Choosing a pain reliever can almost be enough to give you a headache. But making the best choice doesn’t have to be complicated.
According to Oklahoma Medical Research Foundation physician-researcher Eliza Chakravarty, M.D., not all over-the-counter pain relievers are interchangeable. “It starts with knowing what each one works best for,” she said.
The three most popular over-the-counter types of painkillers are: acetaminophen (Tylenol), naproxen (Aleve) and ibuprofen (Advil, Motrin). Aspirin was once the most common pain reliever, but it has been largely supplanted by naproxen and ibuprofen, which target similar issues with fewer side effects.
If you have a headache, fever or minor pain, Chakravarty says that acetaminophen is likely the place to start. “It’s purely a pain reliever and fever reducer,” she said.
“It’s also good for people with stomach problems, kidney disease or other chronic health problems, because it has a lower risk of side effects,” she said. “But it doesn’t help relieve inflammation, and that’s its major drawback.” High doses or long-term use of acetaminophen also can cause liver damage, so that can be an issue for those who have liver problems or drink alcohol regularly.

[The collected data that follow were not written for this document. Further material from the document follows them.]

//! Outlining of code into new functions.
//!
//! Both routines follow the same protocol: values flowing into the outlined
//! code become leading parameters, and every value flowing out is written
//! through a pointer parameter that the caller allocates on its stack and
//! reloads after the call. The caller is only modified once the new function
//! has been built successfully, so a failed extraction leaves it untouched.
use crate::{
    Argument, BinOp, BlockIdx, Builder, CastOp, Function, InstIdx,
    Instruction, LoopIdx, LoopNest, Opcode, Type, Value,
};
use dass_utils::{DassResult, Error, Id, NameGenerator};
use itertools::Itertools;
use smallvec::SmallVec;
use std::collections::{HashMap, HashSet};

/// Straight-line instructions of one block that should become a function.
#[derive(Debug, Clone, Default)]
pub struct Island {
    pub insts: Vec<InstIdx>,
    /// Values the island reads. Completed with every operand defined
    /// outside the island.
    pub inputs: Vec<Value>,
    /// Island values read afterwards. Completed with every instruction
    /// that has a user outside the island.
    pub outputs: Vec<InstIdx>,
}

/// Operations that may be moved into a statically scheduled function.
pub fn is_outlinable(op: &Opcode) -> bool {
    match op {
        Opcode::Binary { op, .. } => matches!(
            op,
            BinOp::Add
                | BinOp::Sub
                | BinOp::Mul
                | BinOp::SRem
                | BinOp::URem
                | BinOp::Shl
                | BinOp::SDiv
                | BinOp::LShr
                | BinOp::AShr
                | BinOp::And
                | BinOp::Or
                | BinOp::Xor
                | BinOp::FMul
                | BinOp::FAdd
                | BinOp::FSub
                | BinOp::FDiv
        ),
        Opcode::Cast(c) => matches!(c, CastOp::ZExt | CastOp::SExt),
        Opcode::ICmp(_)
        | Opcode::FCmp(_)
        | Opcode::Gep
        | Opcode::Store
        | Opcode::Load
        | Opcode::Select => true,
        _ => false,
    }
}

fn push_unique<T: PartialEq>(vec: &mut Vec<T>, v: T) {
    if !vec.contains(&v) {
        vec.push(v);
    }
}

fn void_inst(op: Opcode, operands: SmallVec<[Value; 3]>) -> Instruction {
    Instruction {
        name: Id::default(),
        op,
        operands,
        ty: Type::Void,
        block: BlockIdx::from(0u32),
    }
}

/// Parameters of an outlined function: inputs first, then one pointer per
/// output.
fn signature(
    func: &Function,
    inputs: &[Value],
    outputs: &[InstIdx],
    in_name: impl Fn(usize, &Value) -> Id,
    out_name: impl Fn(usize, InstIdx) -> Id,
) -> Vec<Argument> {
    inputs
        .iter()
        .enumerate()
        .map(|(i, v)| Argument {
            name: in_name(i, v),
            ty: func.value_type(v),
        })
        .chain(outputs.iter().enumerate().map(|(k, o)| Argument {
            name: out_name(k, *o),
            ty: func.inst(*o).ty.ptr_to(),
        }))
        .collect()
}

/// Allocate one stack slot per output at the top of the entry block.
fn allocate_slots(
    func: &mut Function,
    outputs: &[InstIdx],
) -> DassResult<Vec<InstIdx>> {
    let entry = func.entry().ok_or_else(|| {
        Error::illegal_extraction(format!("function `{}' is empty", func.name))
    })?;
    let outs: Vec<(Id, Type)> = outputs
        .iter()
        .map(|o| (func.inst(*o).name, func.inst(*o).ty))
        .collect();
    let mut b = Builder::new(func);
    b.set_insert_before(entry, 0);
    Ok(outs
        .into_iter()
        .map(|(name, ty)| {
            b.build(
                Opcode::Alloca,
                SmallVec::new(),
                ty.ptr_to(),
                &format!("{name}.loc"),
            )
        })
        .collect())
}

/// Emit the call followed by one reload per output at the builder's current
/// insertion point.
fn emit_call(
    b: &mut Builder<'_>,
    callee: Id,
    inputs: &[Value],
    slots: &[InstIdx],
    outputs: &[InstIdx],
) -> Vec<InstIdx> {
    let args: Vec<Value> = inputs
        .iter()
        .copied()
        .chain(slots.iter().map(|s| Value::Inst(*s)))
        .collect();
    b.call(callee, &args, Type::Void);
    slots
        .iter()
        .zip(outputs)
        .map(|(slot, o)| {
            let (name, ty) = (b.func.inst(*o).name, b.func.inst(*o).ty);
            b.build(
                Opcode::Load,
                smallvec::smallvec![Value::Inst(*slot)],
                ty,
                &format!("{name}.reload"),
            )
        })
        .collect()
}

/// Move `island` out of `func` into a new function called `name`.
///
/// The instructions are re-emitted in a single block in dependence order,
/// each output being stored right after its definition. The caller gets the
/// call at the first point where all inputs are available and no longer
/// contains the island.
pub fn extract_island(
    func: &mut Function,
    island: &Island,
    name: Id,
) -> DassResult<Function> {
    let Some(&first) = island.insts.first() else {
        return Err(Error::illegal_extraction("the island is empty"));
    };
    let bb = func.inst(first).block;
    for i in &island.insts {
        let inst = func.inst(*i);
        if inst.block != bb || !func.is_live(*i) {
            return Err(Error::illegal_extraction(format!(
                "island of `{}' is not contained in a single block",
                func.name
            )));
        }
        if !is_outlinable(&inst.op) {
            return Err(Error::unsupported(format!(
                "`{}' cannot be moved into a static function ({})",
                inst.name,
                inst.op.mnemonic()
            )));
        }
    }
    let mut insts = island.insts.clone();
    insts.sort_by_key(|i| func.position(*i));
    insts.dedup();
    let members: HashSet<InstIdx> = insts.iter().copied().collect();

    let mut inputs = vec![];
    for v in &island.inputs {
        if !v.as_inst().is_some_and(|d| members.contains(&d)) {
            push_unique(&mut inputs, *v);
        }
    }
    for i in &insts {
        for v in &func.inst(*i).operands {
            match v {
                Value::Arg(_) => push_unique(&mut inputs, *v),
                Value::Inst(d) if !members.contains(d) => {
                    push_unique(&mut inputs, *v)
                }
                _ => {}
            }
        }
    }
    let mut outputs = vec![];
    for o in &island.outputs {
        if members.contains(o) && func.inst(*o).has_result() {
            push_unique(&mut outputs, *o);
        }
    }
    for i in &insts {
        let escapes = func
            .users(Value::Inst(*i))
            .into_iter()
            .any(|u| !members.contains(&u));
        if escapes {
            push_unique(&mut outputs, *i);
        }
    }

    // The call replaces the first island instruction unless an input is
    // defined later in the same block.
    let mut at = func.position(insts[0]).unwrap_or_default();
    for v in &inputs {
        if let Some(d) = v.as_inst() {
            if func.inst(d).block == bb {
                at = at.max(func.position(d).map_or(0, |p| p + 1));
            }
        }
    }
    for o in &outputs {
        let early = func.users(Value::Inst(*o)).into_iter().find(|u| {
            !members.contains(u)
                && func.inst(*u).block == bb
                && !func.inst(*u).is_phi()
                && func.position(*u).is_some_and(|p| p < at)
        });
        if let Some(u) = early {
            return Err(Error::illegal_extraction(format!(
                "`{}' uses island value `{}' before the island can run",
                func.inst(u).name,
                func.inst(*o).name
            )));
        }
    }

    let args = signature(
        func,
        &inputs,
        &outputs,
        |i, _| format!("arg_in{i}").into(),
        |k, _| format!("arg_out{k}").into(),
    );
    let mut outlined = Function::new(name, args);
    let entry = outlined.add_block("entry");
    let mut mirrored: HashMap<InstIdx, InstIdx> = HashMap::new();
    let mut pending = insts.clone();
    while !pending.is_empty() {
        let ready = |v: &Value| match v {
            Value::Const(_) | Value::Undef(_) => true,
            Value::Inst(d) => {
                mirrored.contains_key(d) || inputs.contains(v)
            }
            Value::Arg(_) => inputs.contains(v),
        };
        let Some(pos) = pending
            .iter()
            .position(|i| func.inst(*i).operands.iter().all(|v| ready(v)))
        else {
            return Err(Error::illegal_extraction(format!(
                "no schedule exists for the island of `{}'",
                func.name
            )));
        };
        let old = pending.remove(pos);
        let src = func.inst(old);
        let operands = src
            .operands
            .iter()
            .map(|v| match inputs.iter().position(|x| x == v) {
                Some(n) => Value::Arg(n as u32),
                None => match v {
                    Value::Inst(d) => Value::Inst(mirrored[d]),
                    _ => *v,
                },
            })
            .collect();
        let copy = outlined.push_inst(
            entry,
            Instruction {
                name: src.name,
                op: src.op.clone(),
                operands,
                ty: src.ty,
                block: entry,
            },
        );
        mirrored.insert(old, copy);
        if let Some(k) = outputs.iter().position(|o| *o == old) {
            let ptr = Value::Arg((inputs.len() + k) as u32);
            outlined.push_inst(
                entry,
                void_inst(
                    Opcode::Store,
                    smallvec::smallvec![Value::Inst(copy), ptr],
                ),
            );
        }
    }
    outlined.push_inst(entry, void_inst(Opcode::Ret, SmallVec::new()));

    let slots = allocate_slots(func, &outputs)?;
    let shift = if func.entry() == Some(bb) { slots.len() } else { 0 };
    let reloads = {
        let mut b = Builder::new(func);
        b.set_insert_before(bb, at + shift);
        emit_call(&mut b, name, &inputs, &slots, &outputs)
    };
    for (o, ld) in outputs.iter().zip(reloads) {
        func.replace_all_uses(Value::Inst(*o), Value::Inst(ld));
    }
    for i in &insts {
        func.erase_inst(*i);
    }
    log::debug!(
        "extracted {} instructions of `{}' into `{name}' ({} inputs, {} outputs)",
        insts.len(),
        func.name,
        inputs.len(),
        outputs.len()
    );
    Ok(outlined)
}
//! Typed indices and dense maps keyed by them. Every arena in the program
//! model (blocks, instructions, loops, dataflow nodes) is an [IndexedMap]
//! keyed by a newtype declared with [impl_index!].
mod index_trait;
mod indexed_map;
mod macros;

pub mod maps {
    pub use super::indexed_map::{IndexedMap, SecondaryMap};
}

pub use index_trait::IndexRef;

Ibuprofen and naproxen fall into a broad category called nonsteroidal anti-inflammatory drugs or NSAIDs, a category that also includes aspirin. These drugs are also effective fever reducers and pain relievers and, unlike acetaminophen, can also relieve inflammation. Aspirin is still taken in low doses to reduce the risks of heart attack and stroke or act as a blood thinner. Chakravarty said, in general, she does not recommend taking higher doses of aspirin for pain, siding with ibuprofen and naproxen instead.
NSAIDs work by inhibiting the production of chemicals released in the body by injured cells, which trigger pain and inflammation. They are more common for short-term usage in dealing with menstrual cramps, dental pain, muscle aches, arthritis and minor injuries. While acetaminophen can be taken alone, all NSAIDs need to be taken with food.

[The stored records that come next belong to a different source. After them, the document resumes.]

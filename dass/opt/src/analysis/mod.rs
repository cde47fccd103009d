//! Analyses over functions, loops and schedules.
//!
//! The analyses only read the program. Decisions based on them are taken by
//! the passes in [crate::passes].
mod induction;
mod islands;
mod perfect_nest;
mod port_offset;
mod throughput;

pub use induction::{
    InductionVariable, has_at_most_stride_one_memory, is_at_most_stride_one,
    is_dependence_safe, latch_cmp,
};
pub use islands::{IslandPartition, StaticIsland, can_merge, can_merge_edge};
pub use perfect_nest::{are_perfectly_nested, loop_guard_block, outermost_perfect_loop};
pub use port_offset::{PortInfo, PortKind, PortOffsetAnalysis};
pub use throughput::{Cycle, ThroughputLoss, node_latency};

“NSAIDs actually have more helpful properties than acetaminophen alone,” said OMRF’s Chakravarty. “The problem with NSAIDs is they can make existing kidney problems worse, and they can cause stomach ulcers, even in doses you take over the counter. So if you need to take aspirin, ibuprofen or naproxen for more than three or four days, talk to a doctor to make sure that you don’t need another medicine to protect yourself from complications or side effects.”
While all of these pain-control medications are largely regarded as safe, as with any drug, they can be dangerous if misused or overused. That’s why Chakravarty urges everyone to take time to learn the pluses and minuses of these drugs—and any drugs you take. Some products may contain more than one pain reliever, so she recommends checking ingredients before taking a new pain reliever.
“The best thing you can do is educate yourself about these products,” said Chakravarty. “If you have questions about which is best for you or need to use them for more than a few days, always check with your physician.”